Earlier today, Armando Bacot committed to UNC. It was a major recruiting win for the Heels, as they continue to stock up on talented post players to provide depth to Sterling Manley, Garrison Brooks, and Brandon Huffman. As is the case with many high school recruits, it’s difficult for fans to know what kind of player is joining the program. We figured we would take a stab at giving you a glimpse of what Bacot may bring to the Dean Dome next year.
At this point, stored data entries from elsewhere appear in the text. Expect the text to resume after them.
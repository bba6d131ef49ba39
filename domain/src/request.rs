//! Request entities: the inbound request and its conversation context.

use serde::{Deserialize, Serialize};

/// Who produced a conversation turn.
#[derive(Debug, Clone, Copy, PartialEq, Eq, Serialize, Deserialize)]
#[serde(rename_all = "lowercase")]
pub enum TurnRole {
    User,
    Assistant,
}

impl TurnRole {
    pub fn as_str(&self) -> &'static str {
        match self {
            TurnRole::User => "user",
            TurnRole::Assistant => "assistant",
        }
    }
}

impl std::fmt::Display for TurnRole {
    fn fmt(&self, f: &mut std::fmt::Formatter<'_>) -> std::fmt::Result {
        write!(f, "{}", self.as_str())
    }
}

/// One prior turn of the conversation, supplied by the conversation store.
///
/// The pipeline reads turns for classification and planning context; it never
/// mutates them and never owns their lifecycle.
#[derive(Debug, Clone, Serialize, Deserialize)]
pub struct Turn {
    pub role: TurnRole,
    pub text: String,
}

impl Turn {
    pub fn user(text: impl Into<String>) -> Self {
        Self {
            role: TurnRole::User,
            text: text.into(),
        }
    }

    pub fn assistant(text: impl Into<String>) -> Self {
        Self {
            role: TurnRole::Assistant,
            text: text.into(),
        }
    }
}

/// An inbound request. Immutable once created.
#[derive(Debug, Clone)]
pub struct Request {
    /// Unique id for tracing and audit.
    pub id: String,
    /// The caller this request is attributed to (per-caller admission cap).
    pub caller_id: String,
    /// Raw request text as typed by the caller.
    pub text: String,
    /// Ordered prior turns, oldest first.
    pub context: Vec<Turn>,
}

impl Request {
    pub fn new(
        id: impl Into<String>,
        caller_id: impl Into<String>,
        text: impl Into<String>,
    ) -> Self {
        Self {
            id: id.into(),
            caller_id: caller_id.into(),
            text: text.into(),
            context: Vec::new(),
        }
    }

    pub fn with_context(mut self, context: Vec<Turn>) -> Self {
        self.context = context;
        self
    }

    /// Boundary validation: the caller id is the only field whose absence is
    /// a hard error (everything else degrades).
    pub fn has_valid_caller(&self) -> bool {
        !self.caller_id.trim().is_empty()
    }
}

#[cfg(test)]
mod tests {
    use super::*;

    #[test]
    fn test_turn_constructors() {
        let turn = Turn::user("hello");
        assert_eq!(turn.role, TurnRole::User);
        assert_eq!(turn.text, "hello");
        assert_eq!(Turn::assistant("hi").role.as_str(), "assistant");
    }

    #[test]
    fn test_request_caller_validation() {
        assert!(Request::new("r-1", "alice", "hello").has_valid_caller());
        assert!(!Request::new("r-2", "", "hello").has_valid_caller());
        assert!(!Request::new("r-3", "   ", "hello").has_valid_caller());
    }

    #[test]
    fn test_request_with_context() {
        let request = Request::new("r-1", "alice", "and now?")
            .with_context(vec![Turn::user("hi"), Turn::assistant("hello")]);
        assert_eq!(request.context.len(), 2);
    }
}
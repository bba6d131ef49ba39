//! Raw TOML configuration data types
//!
//! These structs represent the exact structure of the TOML config file and
//! convert into the application-layer parameter structs.

use serde::{Deserialize, Serialize};
use std::collections::HashMap;
use std::time::Duration;

use switchboard_application::{BreakerConfig, PipelineParams};

/// Complete file configuration (raw TOML structure)
#[derive(Debug, Clone, Default, Serialize, Deserialize)]
#[serde(default)]
pub struct FileConfig {
    /// Remote model endpoint settings
    pub model: FileModelConfig,
    /// Admission caps
    pub limits: FileLimitsConfig,
    /// Classification settings
    pub classifier: FileClassifierConfig,
    /// Circuit breaker tuning
    pub breaker: FileBreakerConfig,
    /// Orchestration budgets
    pub orchestrator: FileOrchestratorConfig,
    /// Local and remote tool settings
    pub tools: FileToolsConfig,
    /// Conversation history settings
    pub conversation: FileConversationConfig,
}

#[derive(Debug, Clone, Serialize, Deserialize)]
#[serde(default)]
pub struct FileModelConfig {
    /// Base URL of the OpenAI-compatible completion endpoint.
    pub endpoint: String,
    /// Model name sent with every completion request.
    pub name: String,
    /// Whole-request HTTP timeout in seconds.
    pub request_timeout_secs: u64,
}

impl Default for FileModelConfig {
    fn default() -> Self {
        Self {
            endpoint: "http://localhost:11434/v1".to_string(),
            name: "qwen2.5:7b".to_string(),
            request_timeout_secs: 30,
        }
    }
}

#[derive(Debug, Clone, Serialize, Deserialize)]
#[serde(default)]
pub struct FileLimitsConfig {
    pub global_capacity: usize,
    pub per_caller_capacity: usize,
}

impl Default for FileLimitsConfig {
    fn default() -> Self {
        Self {
            global_capacity: 50,
            per_caller_capacity: 3,
        }
    }
}

#[derive(Debug, Clone, Serialize, Deserialize)]
#[serde(default)]
pub struct FileClassifierConfig {
    pub timeout_ms: u64,
    pub cache_ttl_secs: u64,
    pub cache_capacity: usize,
    pub max_words: usize,
}

impl Default for FileClassifierConfig {
    fn default() -> Self {
        Self {
            timeout_ms: 2_000,
            cache_ttl_secs: 300,
            cache_capacity: 1024,
            max_words: 120,
        }
    }
}

#[derive(Debug, Clone, Serialize, Deserialize)]
#[serde(default)]
pub struct FileBreakerConfig {
    pub window_size: usize,
    pub min_samples: usize,
    pub failure_rate_threshold: f64,
    pub cooldown_secs: u64,
    pub probe_timeout_secs: u64,
}

impl Default for FileBreakerConfig {
    fn default() -> Self {
        Self {
            window_size: 16,
            min_samples: 5,
            failure_rate_threshold: 0.5,
            cooldown_secs: 30,
            probe_timeout_secs: 10,
        }
    }
}

#[derive(Debug, Clone, Serialize, Deserialize)]
#[serde(default)]
pub struct FileOrchestratorConfig {
    pub max_iterations: usize,
    pub budget_secs: u64,
    pub planning_timeout_secs: u64,
    pub context_turns: usize,
}

impl Default for FileOrchestratorConfig {
    fn default() -> Self {
        Self {
            max_iterations: 5,
            budget_secs: 30,
            planning_timeout_secs: 10,
            context_turns: 10,
        }
    }
}

#[derive(Debug, Clone, Serialize, Deserialize)]
#[serde(default)]
pub struct FileToolsConfig {
    /// Working directory for file and command tools (None = process cwd).
    pub working_dir: Option<String>,
    pub command_timeout_secs: u64,
    /// Remote tool families: name → forwarding endpoint.
    pub remote: HashMap<String, String>,
}

impl Default for FileToolsConfig {
    fn default() -> Self {
        Self {
            working_dir: None,
            command_timeout_secs: 10,
            remote: HashMap::new(),
        }
    }
}

#[derive(Debug, Clone, Serialize, Deserialize)]
#[serde(default)]
pub struct FileConversationConfig {
    /// JSONL history file; in-memory only when unset.
    pub history_path: Option<String>,
    /// Turns retained per caller.
    pub max_turns: usize,
}

impl Default for FileConversationConfig {
    fn default() -> Self {
        Self {
            history_path: None,
            max_turns: 50,
        }
    }
}

impl FileConfig {
    /// Application-layer pipeline parameters from this file config.
    pub fn pipeline_params(&self) -> PipelineParams {
        PipelineParams {
            global_capacity: self.limits.global_capacity,
            per_caller_capacity: self.limits.per_caller_capacity,
            classify_timeout: Duration::from_millis(self.classifier.timeout_ms),
            classify_max_words: self.classifier.max_words,
            cache_ttl: Duration::from_secs(self.classifier.cache_ttl_secs),
            cache_capacity: self.classifier.cache_capacity,
            max_iterations: self.orchestrator.max_iterations,
            orchestration_budget: Duration::from_secs(self.orchestrator.budget_secs),
            planning_timeout: Duration::from_secs(self.orchestrator.planning_timeout_secs),
            context_turns: self.orchestrator.context_turns,
        }
    }

    /// Breaker tuning shared by every breaker instance.
    pub fn breaker_config(&self) -> BreakerConfig {
        BreakerConfig {
            window_size: self.breaker.window_size,
            min_samples: self.breaker.min_samples,
            failure_rate_threshold: self.breaker.failure_rate_threshold,
            cooldown: Duration::from_secs(self.breaker.cooldown_secs),
            probe_timeout: Duration::from_secs(self.breaker.probe_timeout_secs),
        }
    }
}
I’ll give a very basic breakdown of what appear to be some strengths and weaknesses in Bacot’s game. These are the same videos we used in the earlier post announcing his commitment because they are two of the most recent, publicly available highlights. We don’t have a staff budget to travel to recruiting events and aren’t part of any super-secret scouting video services, so we use what we can find on the internet. This is not a comprehensive breakdown and Bacot still has a year of high school remaining. He could be a different player by the time he arrives to Chapel Hill.
The more I watched of Bacot, one word kept coming to mind — “fundamental”. Nothing he does is spectacular, but everything he does is rooted in basics and fundamentals. In his commitment post, I said he plays like a mix between Kennedy Meeks and Tony Bradley. I stand by that — with one major caveat discussed below. Two other parts of his game really stood out as well.
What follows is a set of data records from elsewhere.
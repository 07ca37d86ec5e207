// Comments module - single-slot commenting (one live comment per author per
// post). Following the same pattern as the voting module.

pub mod comment_models;
pub mod comment_service;

pub use comment_models::*;
pub use comment_service::*;
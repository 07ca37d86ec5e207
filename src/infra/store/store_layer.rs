// Storage adapters. Each one backs every core port with the same logical
// document model, so a single instance can serve the whole `Forum`.
#![allow(unused_imports)]

pub mod in_memory;
pub mod sqlite_store;

// Re-export for convenience
pub use in_memory::MemoryForumStore;
pub use sqlite_store::SqliteForumStore;
// ============================================================================
// VOTES
// ============================================================================

#[async_trait]
impl VoteStore for SqliteForumStore {
    async fn get_vote(
        &self,
        target: &TargetRef,
        voter_id: &str,
    ) -> Result<Option<Polarity>, VoteError> {
        let (post_id, comment_author_id) = vote_columns(target);
        let row = sqlx::query(
            "SELECT polarity FROM votes WHERE post_id = ? AND comment_author_id = ? AND voter_id = ?",
        )
        .bind(post_id)
        .bind(comment_author_id)
        .bind(voter_id)
        .fetch_optional(&self.pool)
        .await
        .map_err(|e| VoteError::StoreUnavailable(e.to_string()))?;

        match row {
            Some(row) => {
                let polarity = parse_polarity(&row.get::<String, _>("polarity"))
                    .map_err(VoteError::StoreUnavailable)?;
                Ok(Some(polarity))
            }
            None => Ok(None),
        }
    }

    async fn read_tally(&self, target: &TargetRef) -> Result<Option<TallySnapshot>, VoteError> {
        let row = match target {
            TargetRef::Post { post_id } => {
                sqlx::query("SELECT upvotes, downvotes, revision FROM posts WHERE id = ?")
                    .bind(post_id)
                    .fetch_optional(&self.pool)
                    .await
            }
            TargetRef::Comment { post_id, author_id } => sqlx::query(
                "SELECT upvotes, downvotes, revision FROM comments WHERE post_id = ? AND author_id = ?",
            )
            .bind(post_id)
            .bind(author_id)
            .fetch_optional(&self.pool)
            .await,
        }
        .map_err(|e| VoteError::StoreUnavailable(e.to_string()))?;

        Ok(row.map(|row| TallySnapshot {
            tally: ReactionTally {
                upvotes: row.get::<i64, _>("upvotes") as u32,
                downvotes: row.get::<i64, _>("downvotes") as u32,
            },
            revision: row.get("revision"),
        }))
    }

    async fn commit_vote(
        &self,
        target: &TargetRef,
        voter_id: &str,
        change: VoteChange,
        tally: ReactionTally,
        expected_revision: i64,
    ) -> Result<bool, VoteError> {
        let (post_id, comment_author_id) = vote_columns(target);
        let mut tx = self
            .pool
            .begin()
            .await
            .map_err(|e| VoteError::StoreUnavailable(e.to_string()))?;

        match change {
            VoteChange::Cast(polarity) | VoteChange::Flip(polarity) => {
                sqlx::query(
                    r#"
                    INSERT INTO votes (post_id, comment_author_id, voter_id, polarity)
                    VALUES (?, ?, ?, ?)
                    ON CONFLICT(post_id, comment_author_id, voter_id) DO UPDATE SET
                        polarity = excluded.polarity
                    "#,
                )
                .bind(post_id)
                .bind(comment_author_id)
                .bind(voter_id)
                .bind(polarity_str(polarity))
                .execute(&mut *tx)
                .await
                .map_err(|e| VoteError::StoreUnavailable(e.to_string()))?;
            }
            VoteChange::Retract => {
                sqlx::query(
                    "DELETE FROM votes WHERE post_id = ? AND comment_author_id = ? AND voter_id = ?",
                )
                .bind(post_id)
                .bind(comment_author_id)
                .bind(voter_id)
                .execute(&mut *tx)
                .await
                .map_err(|e| VoteError::StoreUnavailable(e.to_string()))?;
            }
        }

        // The conditional write: a stale revision touches nothing.
        let updated = match target {
            TargetRef::Post { post_id } => sqlx::query(
                "UPDATE posts SET upvotes = ?, downvotes = ?, revision = revision + 1 WHERE id = ? AND revision = ?",
            )
            .bind(tally.upvotes as i64)
            .bind(tally.downvotes as i64)
            .bind(post_id)
            .bind(expected_revision)
            .execute(&mut *tx)
            .await,
            TargetRef::Comment { post_id, author_id } => sqlx::query(
                "UPDATE comments SET upvotes = ?, downvotes = ?, revision = revision + 1 WHERE post_id = ? AND author_id = ? AND revision = ?",
            )
            .bind(tally.upvotes as i64)
            .bind(tally.downvotes as i64)
            .bind(post_id)
            .bind(author_id)
            .bind(expected_revision)
            .execute(&mut *tx)
            .await,
        }
        .map_err(|e| VoteError::StoreUnavailable(e.to_string()))?
        .rows_affected();

        if updated == 0 {
            tx.rollback()
                .await
                .map_err(|e| VoteError::StoreUnavailable(e.to_string()))?;
            return Ok(false);
        }

        tx.commit()
            .await
            .map_err(|e| VoteError::StoreUnavailable(e.to_string()))?;
        Ok(true)
    }
}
First, he displayed a mature understanding of how and when to use his body. He doesn’t just try to bully his way through the defense. Instead, Bacot tries to put the defender on his hip and/or force his opponent into a poor position. Whether the defender gets pinned on the block, pushed up the paint, or bites on a pump fake, Bacot uses multiple moves and positions to get the ball in scoring position.
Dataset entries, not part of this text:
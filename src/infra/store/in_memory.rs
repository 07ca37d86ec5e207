// In-memory implementation of the forum store ports.
//
// Used directly in tests and small deployments, and as the reference
// behavior the SQLite adapter has to match. Documents live in DashMaps;
// per-document atomicity comes from holding the document's map entry while
// its subsidiary records (votes, comments, reports) are touched. Whenever
// two maps are involved, the target/post document is locked first.

use crate::core::accounts::{Account, AccountError, AccountStore, QuotaCharge};
use crate::core::comments::{Comment, CommentError, CommentStore};
use crate::core::posts::{Post, PostError, PostPatch, PostStore};
use crate::core::reports::{
    EscalationState, Report, ReportError, ReportInsert, ReportStore,
};
use crate::core::voting::{
    Polarity, ReactionTally, TallySnapshot, TargetRef, VoteChange, VoteError, VoteStore,
};
use async_trait::async_trait;
use chrono::{DateTime, Utc};
use dashmap::DashMap;
use std::sync::Arc;

/// A document plus the revision its tally was last written at.
#[derive(Debug, Clone)]
struct Versioned<T> {
    doc: T,
    revision: i64,
}

impl<T> Versioned<T> {
    fn new(doc: T) -> Self {
        Self { doc, revision: 0 }
    }
}

#[derive(Default)]
struct ForumMaps {
    posts: DashMap<String, Versioned<Post>>,
    /// Keyed by the comment slot `(post_id, author_id)`.
    comments: DashMap<(String, String), Versioned<Comment>>,
    /// Keyed by `(target, voter_id)` - one live vote per pair.
    votes: DashMap<(TargetRef, String), Polarity>,
    /// Keyed by `(content_id, reporter_id)` so a double report has nowhere
    /// to go.
    reports: DashMap<(String, String), Report>,
    accounts: DashMap<String, Account>,
}

/// In-memory store. Clones share the same maps.
#[derive(Clone, Default)]
pub struct MemoryForumStore {
    maps: Arc<ForumMaps>,
}

impl MemoryForumStore {
    pub fn new() -> Self {
        Self::default()
    }
}

// ============================================================================
// VOTES
// ============================================================================

#[async_trait]
impl VoteStore for MemoryForumStore {
    async fn get_vote(
        &self,
        target: &TargetRef,
        voter_id: &str,
    ) -> Result<Option<Polarity>, VoteError> {
        Ok(self
            .maps
            .votes
            .get(&(target.clone(), voter_id.to_string()))
            .map(|entry| *entry))
    }

    async fn read_tally(&self, target: &TargetRef) -> Result<Option<TallySnapshot>, VoteError> {
        Ok(match target {
            TargetRef::Post { post_id } => self.maps.posts.get(post_id).map(|entry| TallySnapshot {
                tally: entry.doc.reactions,
                revision: entry.revision,
            }),
            TargetRef::Comment { post_id, author_id } => self
                .maps
                .comments
                .get(&(post_id.clone(), author_id.clone()))
                .map(|entry| TallySnapshot {
                    tally: entry.doc.reactions,
                    revision: entry.revision,
                }),
        })
    }

    async fn commit_vote(
        &self,
        target: &TargetRef,
        voter_id: &str,
        change: VoteChange,
        tally: ReactionTally,
        expected_revision: i64,
    ) -> Result<bool, VoteError> {
        // Lock the target document for the whole record-plus-tally write.
        match target {
            TargetRef::Post { post_id } => {
                let mut entry = self
                    .maps
                    .posts
                    .get_mut(post_id)
                    .ok_or_else(|| VoteError::NotFound(target.describe()))?;
                if entry.revision != expected_revision {
                    return Ok(false);
                }
                self.apply_vote_change(target, voter_id, change);
                entry.doc.reactions = tally;
                entry.revision += 1;
            }
            TargetRef::Comment { post_id, author_id } => {
                let mut entry = self
                    .maps
                    .comments
                    .get_mut(&(post_id.clone(), author_id.clone()))
                    .ok_or_else(|| VoteError::NotFound(target.describe()))?;
                if entry.revision != expected_revision {
                    return Ok(false);
                }
                self.apply_vote_change(target, voter_id, change);
                entry.doc.reactions = tally;
                entry.revision += 1;
            }
        }
        Ok(true)
    }
}

impl MemoryForumStore {
    fn apply_vote_change(&self, target: &TargetRef, voter_id: &str, change: VoteChange) {
        let key = (target.clone(), voter_id.to_string());
        match change {
            VoteChange::Cast(polarity) | VoteChange::Flip(polarity) => {
                self.maps.votes.insert(key, polarity);
            }
            VoteChange::Retract => {
                self.maps.votes.remove(&key);
            }
        }
    }
}

// ============================================================================
// COMMENTS
// ============================================================================

#[async_trait]
impl CommentStore for MemoryForumStore {
    async fn insert_comment(&self, comment: Comment) -> Result<bool, CommentError> {
        let mut post = self
            .maps
            .posts
            .get_mut(&comment.post_id)
            .ok_or_else(|| CommentError::NotFound(format!("post {}", comment.post_id)))?;

        let key = (comment.post_id.clone(), comment.author.id.clone());
        if self.maps.comments.contains_key(&key) {
            return Ok(false);
        }
        self.maps.comments.insert(key, Versioned::new(comment));
        post.doc.comments_count += 1;
        Ok(true)
    }

    async fn get_comment(
        &self,
        post_id: &str,
        author_id: &str,
    ) -> Result<Option<Comment>, CommentError> {
        Ok(self
            .maps
            .comments
            .get(&(post_id.to_string(), author_id.to_string()))
            .map(|entry| entry.doc.clone()))
    }

    async fn update_comment_text(
        &self,
        post_id: &str,
        author_id: &str,
        text: &str,
        edited_at: DateTime<Utc>,
    ) -> Result<bool, CommentError> {
        match self
            .maps
            .comments
            .get_mut(&(post_id.to_string(), author_id.to_string()))
        {
            Some(mut entry) => {
                entry.doc.text = text.to_string();
                entry.doc.edited_at = Some(edited_at);
                Ok(true)
            }
            None => Ok(false),
        }
    }

    async fn delete_comment(&self, post_id: &str, author_id: &str) -> Result<bool, CommentError> {
        // Post first (lock order), and tolerate it being gone already.
        let post = self.maps.posts.get_mut(post_id);

        let removed = self
            .maps
            .comments
            .remove(&(post_id.to_string(), author_id.to_string()))
            .is_some();

        if removed {
            if let Some(mut entry) = post {
                entry.doc.comments_count = entry.doc.comments_count.saturating_sub(1);
            }
        }
        Ok(removed)
    }

    async fn comments_for_post(&self, post_id: &str) -> Result<Vec<Comment>, CommentError> {
        let mut all: Vec<Comment> = self
            .maps
            .comments
            .iter()
            .filter(|entry| entry.key().0 == post_id)
            .map(|entry| entry.doc.clone())
            .collect();
        all.sort_by_key(|c| c.created_at);
        Ok(all)
    }
}

// ============================================================================
// REPORTS
// ============================================================================

#[async_trait]
impl ReportStore for MemoryForumStore {
    async fn find_report(
        &self,
        content_id: &str,
        reporter_id: &str,
    ) -> Result<Option<Report>, ReportError> {
        Ok(self
            .maps
            .reports
            .get(&(content_id.to_string(), reporter_id.to_string()))
            .map(|entry| entry.clone()))
    }

    async fn insert_report(
        &self,
        report: Report,
        escalate_post: Option<&str>,
        suspend_threshold: u32,
    ) -> Result<ReportInsert, ReportError> {
        // Post first (lock order). A missing escalation target is skipped,
        // the report still lands.
        let post = escalate_post.and_then(|post_id| self.maps.posts.get_mut(post_id));

        let key = (report.content_id.clone(), report.reporter_id.clone());
        if self.maps.reports.contains_key(&key) {
            return Ok(ReportInsert::Duplicate);
        }
        self.maps.reports.insert(key, report);

        let escalation = post.map(|mut entry| {
            entry.doc.report_count += 1;
            if entry.doc.report_count >= suspend_threshold {
                entry.doc.is_suspended = true;
            }
            EscalationState {
                report_count: entry.doc.report_count,
                suspended: entry.doc.is_suspended,
            }
        });

        Ok(ReportInsert::Filed { escalation })
    }

    async fn delete_report(&self, report_id: &str) -> Result<bool, ReportError> {
        let key = self
            .maps
            .reports
            .iter()
            .find(|entry| entry.id == report_id)
            .map(|entry| entry.key().clone());
        Ok(match key {
            Some(key) => self.maps.reports.remove(&key).is_some(),
            None => false,
        })
    }

    async fn list_reports(&self) -> Result<Vec<Report>, ReportError> {
        let mut all: Vec<Report> = self.maps.reports.iter().map(|e| e.clone()).collect();
        all.sort_by(|a, b| b.created_at.cmp(&a.created_at));
        Ok(all)
    }
}

// ============================================================================
// POSTS
// ============================================================================

#[async_trait]
impl PostStore for MemoryForumStore {
    async fn insert_post(&self, post: Post) -> Result<(), PostError> {
        self.maps.posts.insert(post.id.clone(), Versioned::new(post));
        Ok(())
    }

    async fn get_post(&self, post_id: &str) -> Result<Option<Post>, PostError> {
        Ok(self.maps.posts.get(post_id).map(|entry| entry.doc.clone()))
    }

    async fn list_posts(
        &self,
        limit: usize,
        include_suspended: bool,
    ) -> Result<Vec<Post>, PostError> {
        let mut all: Vec<Post> = self
            .maps
            .posts
            .iter()
            .map(|entry| entry.doc.clone())
            .filter(|post| include_suspended || !post.is_suspended)
            .collect();
        all.sort_by(|a, b| b.created_at.cmp(&a.created_at));
        all.truncate(limit);
        Ok(all)
    }

    async fn posts_by_author(&self, author_id: &str) -> Result<Vec<Post>, PostError> {
        let mut all: Vec<Post> = self
            .maps
            .posts
            .iter()
            .filter(|entry| entry.doc.author.id == author_id)
            .map(|entry| entry.doc.clone())
            .collect();
        all.sort_by(|a, b| b.created_at.cmp(&a.created_at));
        Ok(all)
    }

    async fn apply_patch(&self, post_id: &str, patch: PostPatch) -> Result<bool, PostError> {
        match self.maps.posts.get_mut(post_id) {
            Some(mut entry) => {
                if let Some(title) = patch.title {
                    entry.doc.title = title;
                }
                if let Some(text) = patch.text {
                    entry.doc.text = text;
                }
                if let Some(category) = patch.category {
                    entry.doc.category = category;
                }
                if let Some(sticky) = patch.sticky {
                    entry.doc.sticky = sticky;
                }
                Ok(true)
            }
            None => Ok(false),
        }
    }

    async fn delete_post(&self, post_id: &str) -> Result<bool, PostError> {
        Ok(self.maps.posts.remove(post_id).is_some())
    }
}

// ============================================================================
// ACCOUNTS
// ============================================================================

#[async_trait]
impl AccountStore for MemoryForumStore {
    async fn ensure_account(&self, account: Account) -> Result<Account, AccountError> {
        Ok(self
            .maps
            .accounts
            .entry(account.id.clone())
            .or_insert(account)
            .clone())
    }

    async fn get_account(&self, user_id: &str) -> Result<Option<Account>, AccountError> {
        Ok(self.maps.accounts.get(user_id).map(|entry| entry.clone()))
    }

    async fn set_banned(
        &self,
        user_id: &str,
        banned: bool,
        banned_at: Option<DateTime<Utc>>,
    ) -> Result<bool, AccountError> {
        match self.maps.accounts.get_mut(user_id) {
            Some(mut entry) => {
                entry.is_banned = banned;
                entry.banned_at = banned_at;
                Ok(true)
            }
            None => Ok(false),
        }
    }

    async fn charge_post_quota(
        &self,
        user_id: &str,
        image_post: bool,
        daily_limit: u32,
        monthly_image_limit: u32,
    ) -> Result<QuotaCharge, AccountError> {
        let mut entry = self
            .maps
            .accounts
            .get_mut(user_id)
            .ok_or_else(|| AccountError::NotFound(user_id.to_string()))?;

        if entry.daily_post_count >= daily_limit {
            return Ok(QuotaCharge::DailyExhausted);
        }
        if image_post && entry.monthly_image_post_count >= monthly_image_limit {
            return Ok(QuotaCharge::MonthlyImageExhausted);
        }

        entry.daily_post_count += 1;
        if image_post {
            entry.monthly_image_post_count += 1;
        } else {
            entry.text_post_count += 1;
        }
        Ok(QuotaCharge::Charged)
    }
}

// ============================================================================
// TESTS
// ============================================================================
Bacot’s ability to feel where his defender is allows him to gain position and use his footwork to create a high percentage shot or draw a foul. That same sixth sense allows him to maintain rebounding position or tip in missed shots. It’s nice to have a 7-1 wingspan, but it’s better when a player knows how to use it. All of this points to a higher than average basketball I.Q. that will continue to be developed.
Second, regardless of where he was on the court, he keeps the ball high above his head. Holding the ball high is a skill that many young players struggle with. Too often they suffer from what I like to call KMS. Named after the most underappreciated UNC post player in my lifetime, Kennedy Meeks Syndrome often leads to missed and/or blocked shots, and turnovers. For a majority of his career, UNC fans witnessed Meeks consistently struggle with bringing the ball below his shoulders, giving the defense time to recover.
In the video above, keeping the ball high helps mitigate Bacot’s lack of natural explosiveness around the rim by allowing for a quick shot release.When he does go to dunk, keeping the ball high means less wasted movement and the defense has less time to recover to block or alter the shot. The high ball position also ensures he’s constantly ready to hit an open man on the block or cutting through the lane. Though he’ll likely play the majority of time at the “5” in UNC’s system, that court vision will be valuable when he finds himself in the high post or passing out of a double team.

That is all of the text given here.